Each of the entries should be output exactly, with nothing left out.

◆ Collected data
----
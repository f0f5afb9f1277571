//! CLI command definitions and subcommands

use chrono::{NaiveDate, NaiveDateTime};
use clap::{Parser, Subcommand};
use std::path::PathBuf;

use crate::export::ExportFormat;
use crate::query::StatusFilter;
use crate::scheduler::Strategy;

/// PawPal - daily pet-care planner
#[derive(Parser)]
#[command(
    name = "pp",
    about = "Plan a pet owner's day of care tasks",
    version,
    after_help = "Logs are written to: ~/.local/share/pawpal/logs/pawpal.log"
)]
pub struct Cli {
    /// Path to config file
    #[arg(short, long, global = true, help = "Path to config file")]
    pub config: Option<PathBuf>,

    /// Enable verbose output
    #[arg(short, long, global = true, help = "Enable verbose output")]
    pub verbose: bool,

    /// Household file (overrides the config)
    #[arg(long, global = true, help = "Path to household YAML file")]
    pub household: Option<PathBuf>,

    /// Subcommand to execute
    #[command(subcommand)]
    pub command: Option<Command>,
}

/// CLI subcommands
#[derive(Subcommand)]
pub enum Command {
    /// Build the daily plan
    Plan {
        /// Scheduling strategy (priority_first, time_block_optimized)
        #[arg(short, long)]
        strategy: Option<Strategy>,

        /// Date to plan (YYYY-MM-DD, default today)
        #[arg(short, long, value_parser = parse_date)]
        date: Option<NaiveDate>,

        /// Output format (text, json, yaml)
        #[arg(short, long)]
        format: Option<ExportFormat>,
    },

    /// Explain every placement decision of the daily plan
    Explain {
        /// Scheduling strategy (priority_first, time_block_optimized)
        #[arg(short, long)]
        strategy: Option<Strategy>,

        /// Date to plan (YYYY-MM-DD, default today)
        #[arg(short, long, value_parser = parse_date)]
        date: Option<NaiveDate>,
    },

    /// Show overlapping preferred times
    Conflicts,

    /// List tasks
    Tasks {
        /// Only tasks of this pet
        #[arg(short, long)]
        pet: Option<String>,

        /// Completion filter (all, pending, completed)
        #[arg(short, long, default_value = "all")]
        status: StatusFilter,
    },

    /// List pending tasks whose time has passed
    Overdue {
        /// Reference time (YYYY-MM-DD HH:MM, default now)
        #[arg(long, value_parser = parse_datetime)]
        at: Option<NaiveDateTime>,
    },

    /// Complete a task and create its next occurrence
    Complete {
        /// Pet the task belongs to
        #[arg(short, long)]
        pet: String,

        /// Task description
        description: String,
    },
}

fn parse_date(s: &str) -> Result<NaiveDate, String> {
    NaiveDate::parse_from_str(s, "%Y-%m-%d").map_err(|e| format!("Invalid date '{}': {}", s, e))
}

fn parse_datetime(s: &str) -> Result<NaiveDateTime, String> {
    NaiveDateTime::parse_from_str(s, "%Y-%m-%d %H:%M").map_err(|e| format!("Invalid time '{}': {}", s, e))
}

/// Get the log file path
pub fn get_log_path() -> PathBuf {
    dirs::data_local_dir()
        .unwrap_or_else(|| PathBuf::from("."))
        .join("pawpal")
        .join("logs")
        .join("pawpal.log")
}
----
◆ ANSWER BELOW
repository f0f5afb9f1277571
//! CLI command definitions and subcommands

use chrono::{NaiveDate, NaiveDateTime};
use clap::{Parser, Subcommand};
use std::path::PathBuf;

use crate::export::ExportFormat;
use crate::query::StatusFilter;
use crate::scheduler::Strategy;

/// PawPal - daily pet-care planner
#[derive(Parser)]
#[command(
    name = "pp",
    about = "Plan a pet owner's day of care tasks",
    version,
    after_help = "Logs are written to: ~/.local/share/pawpal/logs/pawpal.log"
)]
pub struct Cli {
    /// Path to config file
    #[arg(short, long, global = true, help = "Path to config file")]
    pub config: Option<PathBuf>,

    /// Enable verbose output
    #[arg(short, long, global = true, help = "Enable verbose output")]
    pub verbose: bool,

    /// Household file (overrides the config)
    #[arg(long, global = true, help = "Path to household YAML file")]
    pub household: Option<PathBuf>,

    /// Subcommand to execute
    #[command(subcommand)]
    pub command: Option<Command>,
}

/// CLI subcommands
#[derive(Subcommand)]
pub enum Command {
    /// Build the daily plan
    Plan {
        /// Scheduling strategy (priority_first, time_block_optimized)
        #[arg(short, long)]
        strategy: Option<Strategy>,

        /// Date to plan (YYYY-MM-DD, default today)
        #[arg(short, long, value_parser = parse_date)]
        date: Option<NaiveDate>,

        /// Output format (text, json, yaml)
        #[arg(short, long)]
        format: Option<ExportFormat>,
    },

    /// Explain every placement decision of the daily plan
    Explain {
        /// Scheduling strategy (priority_first, time_block_optimized)
        #[arg(short, long)]
        strategy: Option<Strategy>,

        /// Date to plan (YYYY-MM-DD, default today)
        #[arg(short, long, value_parser = parse_date)]
        date: Option<NaiveDate>,
    },

    /// Show overlapping preferred times
    Conflicts,

    /// List tasks
    Tasks {
        /// Only tasks of this pet
        #[arg(short, long)]
        pet: Option<String>,

        /// Completion filter (all, pending, completed)
        #[arg(short, long, default_value = "all")]
        status: StatusFilter,
    },

    /// List pending tasks whose time has passed
    Overdue {
        /// Reference time (YYYY-MM-DD HH:MM, default now)
        #[arg(long, value_parser = parse_datetime)]
        at: Option<NaiveDateTime>,
    },

    /// Complete a task and create its next occurrence
    Complete {
        /// Pet the task belongs to
        #[arg(short, long)]
        pet: String,

        /// Task description
        description: String,
    },
}

fn parse_date(s: &str) -> Result<NaiveDate, String> {
    NaiveDate::parse_from_str(s, "%Y-%m-%d").map_err(|e| format!("Invalid date '{}': {}", s, e))
}

fn parse_datetime(s: &str) -> Result<NaiveDateTime, String> {
    NaiveDateTime::parse_from_str(s, "%Y-%m-%d %H:%M").map_err(|e| format!("Invalid time '{}': {}", s, e))
}

/// Get the log file path
pub fn get_log_path() -> PathBuf {
    dirs::data_local_dir()
        .unwrap_or_else(|| PathBuf::from("."))
        .join("pawpal")
        .join("logs")
        .join("pawpal.log")
}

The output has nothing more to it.